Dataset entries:
=== Begin Enclosure ===
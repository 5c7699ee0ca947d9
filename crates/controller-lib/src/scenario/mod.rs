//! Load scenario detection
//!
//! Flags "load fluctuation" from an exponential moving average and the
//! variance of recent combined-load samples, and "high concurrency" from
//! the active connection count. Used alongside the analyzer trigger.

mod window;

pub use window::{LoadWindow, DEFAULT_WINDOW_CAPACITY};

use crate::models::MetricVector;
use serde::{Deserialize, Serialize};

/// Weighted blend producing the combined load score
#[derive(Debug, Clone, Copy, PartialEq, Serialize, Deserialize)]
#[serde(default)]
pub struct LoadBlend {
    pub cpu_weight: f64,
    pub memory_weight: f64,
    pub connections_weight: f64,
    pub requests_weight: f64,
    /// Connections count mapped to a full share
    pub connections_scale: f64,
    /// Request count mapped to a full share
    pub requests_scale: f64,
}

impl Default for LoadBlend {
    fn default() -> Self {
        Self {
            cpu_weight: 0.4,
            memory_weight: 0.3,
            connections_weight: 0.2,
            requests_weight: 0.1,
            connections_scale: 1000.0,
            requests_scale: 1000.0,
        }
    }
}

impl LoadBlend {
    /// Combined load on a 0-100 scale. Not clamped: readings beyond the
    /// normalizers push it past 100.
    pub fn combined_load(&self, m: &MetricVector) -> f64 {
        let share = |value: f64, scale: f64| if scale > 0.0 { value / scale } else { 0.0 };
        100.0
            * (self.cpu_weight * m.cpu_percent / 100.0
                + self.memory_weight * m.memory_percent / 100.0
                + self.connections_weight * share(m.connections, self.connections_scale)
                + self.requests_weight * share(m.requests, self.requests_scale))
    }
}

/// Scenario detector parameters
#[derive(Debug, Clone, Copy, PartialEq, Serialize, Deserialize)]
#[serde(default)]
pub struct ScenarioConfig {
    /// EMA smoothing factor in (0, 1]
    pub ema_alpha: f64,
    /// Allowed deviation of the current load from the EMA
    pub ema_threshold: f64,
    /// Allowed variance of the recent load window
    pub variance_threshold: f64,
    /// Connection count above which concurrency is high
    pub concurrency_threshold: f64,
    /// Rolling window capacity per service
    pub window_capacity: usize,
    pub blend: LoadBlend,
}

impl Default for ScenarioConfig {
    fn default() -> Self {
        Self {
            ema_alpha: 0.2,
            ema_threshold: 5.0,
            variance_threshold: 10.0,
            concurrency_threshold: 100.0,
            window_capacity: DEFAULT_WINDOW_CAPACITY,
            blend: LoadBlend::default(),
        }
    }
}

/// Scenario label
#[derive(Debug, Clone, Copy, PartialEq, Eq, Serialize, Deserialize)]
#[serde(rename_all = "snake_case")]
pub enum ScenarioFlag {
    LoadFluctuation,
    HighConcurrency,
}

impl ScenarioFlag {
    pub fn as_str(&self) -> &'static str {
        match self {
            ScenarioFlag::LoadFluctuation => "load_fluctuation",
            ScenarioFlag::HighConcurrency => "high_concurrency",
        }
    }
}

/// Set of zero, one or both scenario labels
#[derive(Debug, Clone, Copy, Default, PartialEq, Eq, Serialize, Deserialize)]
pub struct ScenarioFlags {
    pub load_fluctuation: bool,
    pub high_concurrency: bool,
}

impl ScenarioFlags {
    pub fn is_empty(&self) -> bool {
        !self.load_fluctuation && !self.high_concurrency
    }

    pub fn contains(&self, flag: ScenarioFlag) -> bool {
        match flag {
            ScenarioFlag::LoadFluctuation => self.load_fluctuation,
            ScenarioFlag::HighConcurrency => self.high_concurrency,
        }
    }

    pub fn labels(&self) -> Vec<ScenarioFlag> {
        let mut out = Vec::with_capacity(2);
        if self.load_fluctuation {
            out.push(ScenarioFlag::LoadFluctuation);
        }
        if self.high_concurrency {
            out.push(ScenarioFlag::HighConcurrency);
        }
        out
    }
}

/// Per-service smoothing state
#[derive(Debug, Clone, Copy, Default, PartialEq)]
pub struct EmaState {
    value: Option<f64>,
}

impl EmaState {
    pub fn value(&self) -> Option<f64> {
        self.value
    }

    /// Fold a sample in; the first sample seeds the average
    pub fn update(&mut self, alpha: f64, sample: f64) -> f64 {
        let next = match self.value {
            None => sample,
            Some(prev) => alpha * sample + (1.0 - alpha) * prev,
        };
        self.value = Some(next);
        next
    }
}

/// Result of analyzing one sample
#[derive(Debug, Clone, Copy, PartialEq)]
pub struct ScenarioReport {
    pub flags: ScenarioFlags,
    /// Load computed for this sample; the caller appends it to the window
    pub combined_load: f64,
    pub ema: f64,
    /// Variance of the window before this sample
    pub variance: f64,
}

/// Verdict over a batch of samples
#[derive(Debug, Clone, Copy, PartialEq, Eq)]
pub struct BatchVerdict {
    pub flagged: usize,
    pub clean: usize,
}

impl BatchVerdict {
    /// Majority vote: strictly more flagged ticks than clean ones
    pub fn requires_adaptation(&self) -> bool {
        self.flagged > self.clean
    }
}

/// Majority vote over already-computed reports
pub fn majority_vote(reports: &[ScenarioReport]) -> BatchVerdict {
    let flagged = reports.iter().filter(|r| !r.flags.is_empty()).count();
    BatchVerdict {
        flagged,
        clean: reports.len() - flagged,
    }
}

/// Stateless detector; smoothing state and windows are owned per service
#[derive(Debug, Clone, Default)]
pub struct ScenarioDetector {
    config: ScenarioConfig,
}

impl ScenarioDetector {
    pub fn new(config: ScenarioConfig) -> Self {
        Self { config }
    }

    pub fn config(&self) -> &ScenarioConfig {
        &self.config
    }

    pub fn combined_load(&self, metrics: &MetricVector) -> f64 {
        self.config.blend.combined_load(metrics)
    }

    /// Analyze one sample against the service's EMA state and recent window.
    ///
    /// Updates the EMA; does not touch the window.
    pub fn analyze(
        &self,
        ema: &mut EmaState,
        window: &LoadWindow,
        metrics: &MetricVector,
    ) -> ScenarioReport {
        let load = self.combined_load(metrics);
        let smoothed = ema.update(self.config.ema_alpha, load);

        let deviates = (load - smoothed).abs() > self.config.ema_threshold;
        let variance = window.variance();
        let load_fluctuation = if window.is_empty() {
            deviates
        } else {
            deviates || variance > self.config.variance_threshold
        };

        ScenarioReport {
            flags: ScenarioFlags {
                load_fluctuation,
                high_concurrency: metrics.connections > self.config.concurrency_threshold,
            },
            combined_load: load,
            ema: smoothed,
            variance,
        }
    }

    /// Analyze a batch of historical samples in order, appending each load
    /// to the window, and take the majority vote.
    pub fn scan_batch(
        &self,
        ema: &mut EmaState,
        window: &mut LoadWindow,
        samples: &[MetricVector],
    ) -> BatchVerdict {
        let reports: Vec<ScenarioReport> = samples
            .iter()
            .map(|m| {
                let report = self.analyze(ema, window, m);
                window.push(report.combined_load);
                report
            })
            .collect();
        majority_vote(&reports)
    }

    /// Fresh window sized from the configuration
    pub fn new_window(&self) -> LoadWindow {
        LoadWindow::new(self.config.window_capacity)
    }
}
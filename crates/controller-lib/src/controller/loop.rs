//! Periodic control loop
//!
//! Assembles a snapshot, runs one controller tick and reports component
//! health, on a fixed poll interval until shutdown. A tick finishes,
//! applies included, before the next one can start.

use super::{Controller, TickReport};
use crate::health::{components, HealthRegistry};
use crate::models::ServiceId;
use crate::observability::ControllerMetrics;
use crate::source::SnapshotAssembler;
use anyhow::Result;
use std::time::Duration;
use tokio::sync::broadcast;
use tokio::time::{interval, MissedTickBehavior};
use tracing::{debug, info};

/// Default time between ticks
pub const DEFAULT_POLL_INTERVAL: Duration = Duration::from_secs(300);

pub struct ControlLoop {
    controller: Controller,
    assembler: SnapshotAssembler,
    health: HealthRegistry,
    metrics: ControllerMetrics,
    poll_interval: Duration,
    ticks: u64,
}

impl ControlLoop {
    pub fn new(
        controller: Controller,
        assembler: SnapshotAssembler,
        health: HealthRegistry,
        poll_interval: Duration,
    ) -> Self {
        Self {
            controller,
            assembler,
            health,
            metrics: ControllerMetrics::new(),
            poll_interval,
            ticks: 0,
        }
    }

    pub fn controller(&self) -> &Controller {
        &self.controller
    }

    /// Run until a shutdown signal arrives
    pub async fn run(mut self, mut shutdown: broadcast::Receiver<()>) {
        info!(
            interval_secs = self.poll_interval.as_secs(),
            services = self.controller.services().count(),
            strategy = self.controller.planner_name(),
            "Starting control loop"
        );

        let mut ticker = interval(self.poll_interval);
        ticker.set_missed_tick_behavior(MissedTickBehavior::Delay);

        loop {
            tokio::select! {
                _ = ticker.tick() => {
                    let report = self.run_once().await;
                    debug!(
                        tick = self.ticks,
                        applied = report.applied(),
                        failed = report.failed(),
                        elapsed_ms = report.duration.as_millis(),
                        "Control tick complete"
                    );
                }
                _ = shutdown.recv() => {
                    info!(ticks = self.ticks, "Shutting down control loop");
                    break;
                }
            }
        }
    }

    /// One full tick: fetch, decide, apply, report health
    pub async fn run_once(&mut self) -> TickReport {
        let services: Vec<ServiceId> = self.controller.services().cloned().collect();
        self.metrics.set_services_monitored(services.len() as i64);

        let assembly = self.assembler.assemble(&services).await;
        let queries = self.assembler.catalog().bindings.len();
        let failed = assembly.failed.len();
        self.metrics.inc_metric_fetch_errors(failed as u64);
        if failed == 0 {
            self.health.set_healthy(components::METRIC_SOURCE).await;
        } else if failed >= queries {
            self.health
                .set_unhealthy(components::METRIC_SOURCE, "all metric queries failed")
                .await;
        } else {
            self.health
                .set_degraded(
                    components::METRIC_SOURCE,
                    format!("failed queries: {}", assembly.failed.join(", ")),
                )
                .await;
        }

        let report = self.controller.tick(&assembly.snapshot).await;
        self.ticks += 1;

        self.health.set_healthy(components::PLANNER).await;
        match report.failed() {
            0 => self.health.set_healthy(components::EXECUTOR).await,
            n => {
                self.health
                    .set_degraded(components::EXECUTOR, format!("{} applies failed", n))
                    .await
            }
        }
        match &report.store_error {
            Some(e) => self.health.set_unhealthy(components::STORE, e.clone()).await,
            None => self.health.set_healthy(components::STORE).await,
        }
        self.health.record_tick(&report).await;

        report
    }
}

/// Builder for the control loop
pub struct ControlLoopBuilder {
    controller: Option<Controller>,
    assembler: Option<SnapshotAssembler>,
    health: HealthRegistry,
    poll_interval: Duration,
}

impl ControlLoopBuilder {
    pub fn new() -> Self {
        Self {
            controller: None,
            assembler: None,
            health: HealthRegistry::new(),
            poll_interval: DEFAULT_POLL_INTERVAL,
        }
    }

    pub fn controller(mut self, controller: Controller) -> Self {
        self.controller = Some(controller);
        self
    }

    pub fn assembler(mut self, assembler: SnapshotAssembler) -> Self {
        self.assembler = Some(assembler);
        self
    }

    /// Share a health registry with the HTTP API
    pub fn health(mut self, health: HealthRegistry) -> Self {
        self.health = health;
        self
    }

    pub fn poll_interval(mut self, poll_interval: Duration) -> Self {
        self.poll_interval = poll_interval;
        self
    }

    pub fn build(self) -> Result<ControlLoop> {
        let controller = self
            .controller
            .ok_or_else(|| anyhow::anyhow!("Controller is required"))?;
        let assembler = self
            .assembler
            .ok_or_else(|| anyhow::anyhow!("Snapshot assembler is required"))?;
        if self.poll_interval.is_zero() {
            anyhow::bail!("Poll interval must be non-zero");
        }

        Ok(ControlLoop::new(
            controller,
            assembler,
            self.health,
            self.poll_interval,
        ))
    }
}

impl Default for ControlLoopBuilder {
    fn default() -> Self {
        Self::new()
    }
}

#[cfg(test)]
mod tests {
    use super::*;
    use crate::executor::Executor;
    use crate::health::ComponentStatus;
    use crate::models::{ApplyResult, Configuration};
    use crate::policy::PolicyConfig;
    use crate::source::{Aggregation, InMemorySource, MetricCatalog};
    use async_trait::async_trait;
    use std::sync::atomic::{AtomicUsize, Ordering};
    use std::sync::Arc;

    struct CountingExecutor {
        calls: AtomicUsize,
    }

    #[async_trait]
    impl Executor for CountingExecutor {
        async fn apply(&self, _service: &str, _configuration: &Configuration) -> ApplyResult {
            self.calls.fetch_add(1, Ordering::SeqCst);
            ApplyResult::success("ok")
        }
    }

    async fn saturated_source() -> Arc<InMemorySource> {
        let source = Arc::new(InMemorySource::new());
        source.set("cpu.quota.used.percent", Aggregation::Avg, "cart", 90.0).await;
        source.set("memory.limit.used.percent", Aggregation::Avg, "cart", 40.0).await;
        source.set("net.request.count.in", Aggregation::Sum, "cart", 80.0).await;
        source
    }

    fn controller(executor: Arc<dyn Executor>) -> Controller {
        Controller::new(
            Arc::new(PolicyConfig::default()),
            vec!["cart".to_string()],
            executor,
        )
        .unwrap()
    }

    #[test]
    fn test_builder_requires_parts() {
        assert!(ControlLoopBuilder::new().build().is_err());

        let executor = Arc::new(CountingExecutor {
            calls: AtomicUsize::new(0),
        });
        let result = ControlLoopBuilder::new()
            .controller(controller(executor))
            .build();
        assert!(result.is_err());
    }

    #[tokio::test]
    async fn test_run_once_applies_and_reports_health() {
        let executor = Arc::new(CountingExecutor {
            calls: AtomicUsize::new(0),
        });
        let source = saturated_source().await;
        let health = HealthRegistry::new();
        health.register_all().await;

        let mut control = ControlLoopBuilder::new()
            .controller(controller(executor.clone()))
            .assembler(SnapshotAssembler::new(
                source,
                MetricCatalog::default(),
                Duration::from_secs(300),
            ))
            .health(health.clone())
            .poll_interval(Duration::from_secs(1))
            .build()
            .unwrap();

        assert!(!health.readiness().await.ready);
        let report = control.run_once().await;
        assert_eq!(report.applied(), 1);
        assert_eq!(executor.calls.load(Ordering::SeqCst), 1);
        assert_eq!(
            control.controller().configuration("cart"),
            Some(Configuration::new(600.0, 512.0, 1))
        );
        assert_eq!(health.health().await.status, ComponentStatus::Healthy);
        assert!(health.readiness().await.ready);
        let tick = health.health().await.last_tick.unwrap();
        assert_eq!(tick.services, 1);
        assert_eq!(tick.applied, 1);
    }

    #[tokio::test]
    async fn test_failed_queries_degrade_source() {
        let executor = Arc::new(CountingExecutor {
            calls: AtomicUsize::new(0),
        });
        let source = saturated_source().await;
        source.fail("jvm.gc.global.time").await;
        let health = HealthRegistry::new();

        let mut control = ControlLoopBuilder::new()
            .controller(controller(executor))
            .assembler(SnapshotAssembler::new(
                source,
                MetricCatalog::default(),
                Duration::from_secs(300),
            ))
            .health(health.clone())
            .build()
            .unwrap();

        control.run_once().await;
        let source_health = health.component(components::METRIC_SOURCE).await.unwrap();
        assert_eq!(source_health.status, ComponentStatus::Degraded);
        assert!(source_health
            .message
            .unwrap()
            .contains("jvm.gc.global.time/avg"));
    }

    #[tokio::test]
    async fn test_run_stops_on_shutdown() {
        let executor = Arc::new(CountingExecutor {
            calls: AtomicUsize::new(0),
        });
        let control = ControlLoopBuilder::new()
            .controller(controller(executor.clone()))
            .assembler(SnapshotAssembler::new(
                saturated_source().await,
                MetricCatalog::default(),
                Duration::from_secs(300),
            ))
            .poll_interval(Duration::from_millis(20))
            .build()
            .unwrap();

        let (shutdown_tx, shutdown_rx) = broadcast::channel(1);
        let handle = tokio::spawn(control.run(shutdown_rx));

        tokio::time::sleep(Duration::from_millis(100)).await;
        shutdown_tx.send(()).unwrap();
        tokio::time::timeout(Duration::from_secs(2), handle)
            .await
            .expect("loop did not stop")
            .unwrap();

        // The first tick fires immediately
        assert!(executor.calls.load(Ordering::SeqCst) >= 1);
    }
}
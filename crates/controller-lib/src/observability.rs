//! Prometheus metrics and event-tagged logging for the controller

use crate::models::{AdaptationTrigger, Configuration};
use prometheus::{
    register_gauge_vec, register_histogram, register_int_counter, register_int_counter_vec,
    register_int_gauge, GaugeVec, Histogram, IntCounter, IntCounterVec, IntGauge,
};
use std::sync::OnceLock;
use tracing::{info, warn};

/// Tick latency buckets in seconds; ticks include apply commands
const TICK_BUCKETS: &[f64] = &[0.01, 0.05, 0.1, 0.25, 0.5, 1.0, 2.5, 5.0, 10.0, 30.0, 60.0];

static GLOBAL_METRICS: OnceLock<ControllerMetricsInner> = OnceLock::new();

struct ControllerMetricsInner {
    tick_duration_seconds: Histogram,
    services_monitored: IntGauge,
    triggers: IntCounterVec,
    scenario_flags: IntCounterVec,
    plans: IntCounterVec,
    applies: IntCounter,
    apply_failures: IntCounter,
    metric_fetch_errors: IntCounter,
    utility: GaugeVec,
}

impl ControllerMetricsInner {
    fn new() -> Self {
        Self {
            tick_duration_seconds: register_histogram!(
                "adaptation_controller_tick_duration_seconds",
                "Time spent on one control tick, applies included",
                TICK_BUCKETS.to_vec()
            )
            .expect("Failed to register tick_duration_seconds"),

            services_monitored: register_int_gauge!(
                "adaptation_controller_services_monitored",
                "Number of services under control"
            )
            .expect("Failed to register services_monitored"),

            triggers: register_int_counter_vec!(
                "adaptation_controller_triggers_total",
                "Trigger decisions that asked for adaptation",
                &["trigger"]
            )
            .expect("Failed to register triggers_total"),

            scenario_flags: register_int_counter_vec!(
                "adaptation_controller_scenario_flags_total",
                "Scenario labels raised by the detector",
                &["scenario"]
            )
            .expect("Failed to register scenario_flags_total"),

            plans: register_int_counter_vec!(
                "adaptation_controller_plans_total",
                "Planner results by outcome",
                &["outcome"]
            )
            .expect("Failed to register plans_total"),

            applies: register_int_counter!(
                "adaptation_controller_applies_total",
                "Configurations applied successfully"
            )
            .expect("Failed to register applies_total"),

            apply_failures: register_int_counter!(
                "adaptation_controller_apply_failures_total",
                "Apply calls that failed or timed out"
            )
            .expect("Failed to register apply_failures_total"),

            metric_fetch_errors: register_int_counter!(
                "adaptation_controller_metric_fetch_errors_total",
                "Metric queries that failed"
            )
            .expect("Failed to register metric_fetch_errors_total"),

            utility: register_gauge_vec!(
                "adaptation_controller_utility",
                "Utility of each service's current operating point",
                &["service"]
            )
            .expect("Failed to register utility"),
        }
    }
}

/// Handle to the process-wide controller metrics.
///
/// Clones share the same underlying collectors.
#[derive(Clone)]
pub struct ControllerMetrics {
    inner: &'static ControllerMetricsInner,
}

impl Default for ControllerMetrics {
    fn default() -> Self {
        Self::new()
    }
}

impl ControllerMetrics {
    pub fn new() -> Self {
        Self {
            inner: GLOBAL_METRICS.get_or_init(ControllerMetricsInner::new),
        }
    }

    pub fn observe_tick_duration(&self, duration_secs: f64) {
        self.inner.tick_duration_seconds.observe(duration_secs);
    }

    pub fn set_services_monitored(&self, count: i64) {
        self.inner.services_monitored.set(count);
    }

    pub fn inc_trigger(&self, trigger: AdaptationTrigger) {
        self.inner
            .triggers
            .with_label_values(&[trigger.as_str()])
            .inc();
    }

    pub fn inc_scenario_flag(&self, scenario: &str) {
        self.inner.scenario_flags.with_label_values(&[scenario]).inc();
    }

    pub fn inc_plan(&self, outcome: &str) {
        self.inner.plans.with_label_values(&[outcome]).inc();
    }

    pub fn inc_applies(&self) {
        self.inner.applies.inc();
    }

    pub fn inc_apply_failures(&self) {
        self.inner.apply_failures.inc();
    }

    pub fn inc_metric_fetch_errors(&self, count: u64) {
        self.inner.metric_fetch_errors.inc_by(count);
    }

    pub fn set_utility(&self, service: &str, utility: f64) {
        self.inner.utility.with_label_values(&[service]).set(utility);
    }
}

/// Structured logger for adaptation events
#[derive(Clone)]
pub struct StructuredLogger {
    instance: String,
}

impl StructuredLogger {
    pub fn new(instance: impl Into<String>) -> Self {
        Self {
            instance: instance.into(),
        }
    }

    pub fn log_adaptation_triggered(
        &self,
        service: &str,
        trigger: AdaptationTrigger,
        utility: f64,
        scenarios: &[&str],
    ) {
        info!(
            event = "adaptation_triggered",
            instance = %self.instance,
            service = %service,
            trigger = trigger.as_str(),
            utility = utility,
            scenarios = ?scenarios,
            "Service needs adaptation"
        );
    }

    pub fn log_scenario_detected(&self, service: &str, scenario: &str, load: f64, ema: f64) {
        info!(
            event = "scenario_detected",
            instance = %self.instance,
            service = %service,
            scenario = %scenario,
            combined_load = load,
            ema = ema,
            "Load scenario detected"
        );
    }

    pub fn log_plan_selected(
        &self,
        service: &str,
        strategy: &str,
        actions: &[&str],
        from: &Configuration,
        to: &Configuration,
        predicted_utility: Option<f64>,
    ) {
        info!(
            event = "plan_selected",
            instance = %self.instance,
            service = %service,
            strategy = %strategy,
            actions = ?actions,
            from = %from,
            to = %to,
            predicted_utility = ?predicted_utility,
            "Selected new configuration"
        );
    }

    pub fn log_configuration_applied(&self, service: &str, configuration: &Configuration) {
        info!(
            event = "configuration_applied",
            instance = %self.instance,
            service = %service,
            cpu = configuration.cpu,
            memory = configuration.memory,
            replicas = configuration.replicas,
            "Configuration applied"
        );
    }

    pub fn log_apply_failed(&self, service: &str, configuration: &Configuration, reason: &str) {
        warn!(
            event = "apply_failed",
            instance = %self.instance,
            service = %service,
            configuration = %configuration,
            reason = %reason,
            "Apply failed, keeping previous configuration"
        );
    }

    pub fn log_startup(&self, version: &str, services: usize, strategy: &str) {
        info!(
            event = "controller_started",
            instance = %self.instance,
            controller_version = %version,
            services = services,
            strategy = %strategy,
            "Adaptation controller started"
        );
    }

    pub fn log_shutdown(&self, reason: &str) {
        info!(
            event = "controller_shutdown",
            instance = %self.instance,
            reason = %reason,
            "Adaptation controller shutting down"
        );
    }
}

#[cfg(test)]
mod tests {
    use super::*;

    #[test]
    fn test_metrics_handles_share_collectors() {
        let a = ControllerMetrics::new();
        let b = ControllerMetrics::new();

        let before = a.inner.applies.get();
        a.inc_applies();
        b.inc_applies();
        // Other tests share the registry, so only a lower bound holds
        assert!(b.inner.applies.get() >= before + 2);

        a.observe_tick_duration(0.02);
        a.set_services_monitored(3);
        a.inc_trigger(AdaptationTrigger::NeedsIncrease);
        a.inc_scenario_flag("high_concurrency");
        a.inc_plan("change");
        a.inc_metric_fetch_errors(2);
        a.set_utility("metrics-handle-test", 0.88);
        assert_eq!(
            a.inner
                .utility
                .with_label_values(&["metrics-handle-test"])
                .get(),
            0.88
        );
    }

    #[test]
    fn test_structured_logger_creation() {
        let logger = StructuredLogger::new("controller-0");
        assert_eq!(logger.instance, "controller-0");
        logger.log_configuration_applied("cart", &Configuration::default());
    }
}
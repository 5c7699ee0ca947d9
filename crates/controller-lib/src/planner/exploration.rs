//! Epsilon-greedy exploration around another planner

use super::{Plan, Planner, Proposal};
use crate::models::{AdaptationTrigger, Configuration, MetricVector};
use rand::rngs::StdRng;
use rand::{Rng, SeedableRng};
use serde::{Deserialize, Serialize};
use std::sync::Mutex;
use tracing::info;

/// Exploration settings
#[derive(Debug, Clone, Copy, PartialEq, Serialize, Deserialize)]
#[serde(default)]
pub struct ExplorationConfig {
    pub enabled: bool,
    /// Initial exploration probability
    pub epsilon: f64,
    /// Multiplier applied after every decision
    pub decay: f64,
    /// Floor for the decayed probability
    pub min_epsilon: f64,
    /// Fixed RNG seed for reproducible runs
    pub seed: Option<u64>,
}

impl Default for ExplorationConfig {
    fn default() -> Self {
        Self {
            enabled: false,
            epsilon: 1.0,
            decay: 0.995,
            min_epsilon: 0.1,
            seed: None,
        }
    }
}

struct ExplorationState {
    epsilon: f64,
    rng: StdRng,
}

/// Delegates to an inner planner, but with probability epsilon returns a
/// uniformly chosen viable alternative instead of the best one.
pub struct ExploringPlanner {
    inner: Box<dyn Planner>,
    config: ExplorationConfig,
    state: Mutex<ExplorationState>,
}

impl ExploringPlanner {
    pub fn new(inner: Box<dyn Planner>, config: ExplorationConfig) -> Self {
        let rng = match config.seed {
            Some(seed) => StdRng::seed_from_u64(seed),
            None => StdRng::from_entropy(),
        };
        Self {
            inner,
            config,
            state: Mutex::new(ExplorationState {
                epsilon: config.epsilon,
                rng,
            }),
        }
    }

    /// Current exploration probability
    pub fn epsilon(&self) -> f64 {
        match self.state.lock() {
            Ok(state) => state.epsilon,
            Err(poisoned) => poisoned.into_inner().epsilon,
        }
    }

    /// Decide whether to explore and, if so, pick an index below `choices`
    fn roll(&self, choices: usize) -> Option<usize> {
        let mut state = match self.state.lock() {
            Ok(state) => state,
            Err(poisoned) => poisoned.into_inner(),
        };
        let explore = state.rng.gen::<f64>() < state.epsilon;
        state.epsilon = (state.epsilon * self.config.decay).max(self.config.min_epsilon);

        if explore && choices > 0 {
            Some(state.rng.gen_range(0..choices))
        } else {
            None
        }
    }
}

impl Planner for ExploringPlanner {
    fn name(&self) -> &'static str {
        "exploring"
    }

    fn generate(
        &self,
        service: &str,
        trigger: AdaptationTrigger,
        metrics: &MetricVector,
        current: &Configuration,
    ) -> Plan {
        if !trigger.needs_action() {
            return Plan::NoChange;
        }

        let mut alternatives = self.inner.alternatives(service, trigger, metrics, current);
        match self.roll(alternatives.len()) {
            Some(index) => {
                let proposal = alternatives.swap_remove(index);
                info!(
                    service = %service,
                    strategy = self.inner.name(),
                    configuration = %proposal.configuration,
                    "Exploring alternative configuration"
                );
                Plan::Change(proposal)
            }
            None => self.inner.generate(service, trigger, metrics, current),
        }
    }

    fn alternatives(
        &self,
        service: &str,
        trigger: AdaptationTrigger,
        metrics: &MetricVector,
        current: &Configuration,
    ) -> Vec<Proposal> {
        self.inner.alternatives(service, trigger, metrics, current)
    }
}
=== End Enclosure ===
TO DO: Every line above in which the word "TickReport" occurs is to be copied.

TASK RESULT:
use super::{Controller, TickReport};
    pub async fn run_once(&mut self) -> TickReport {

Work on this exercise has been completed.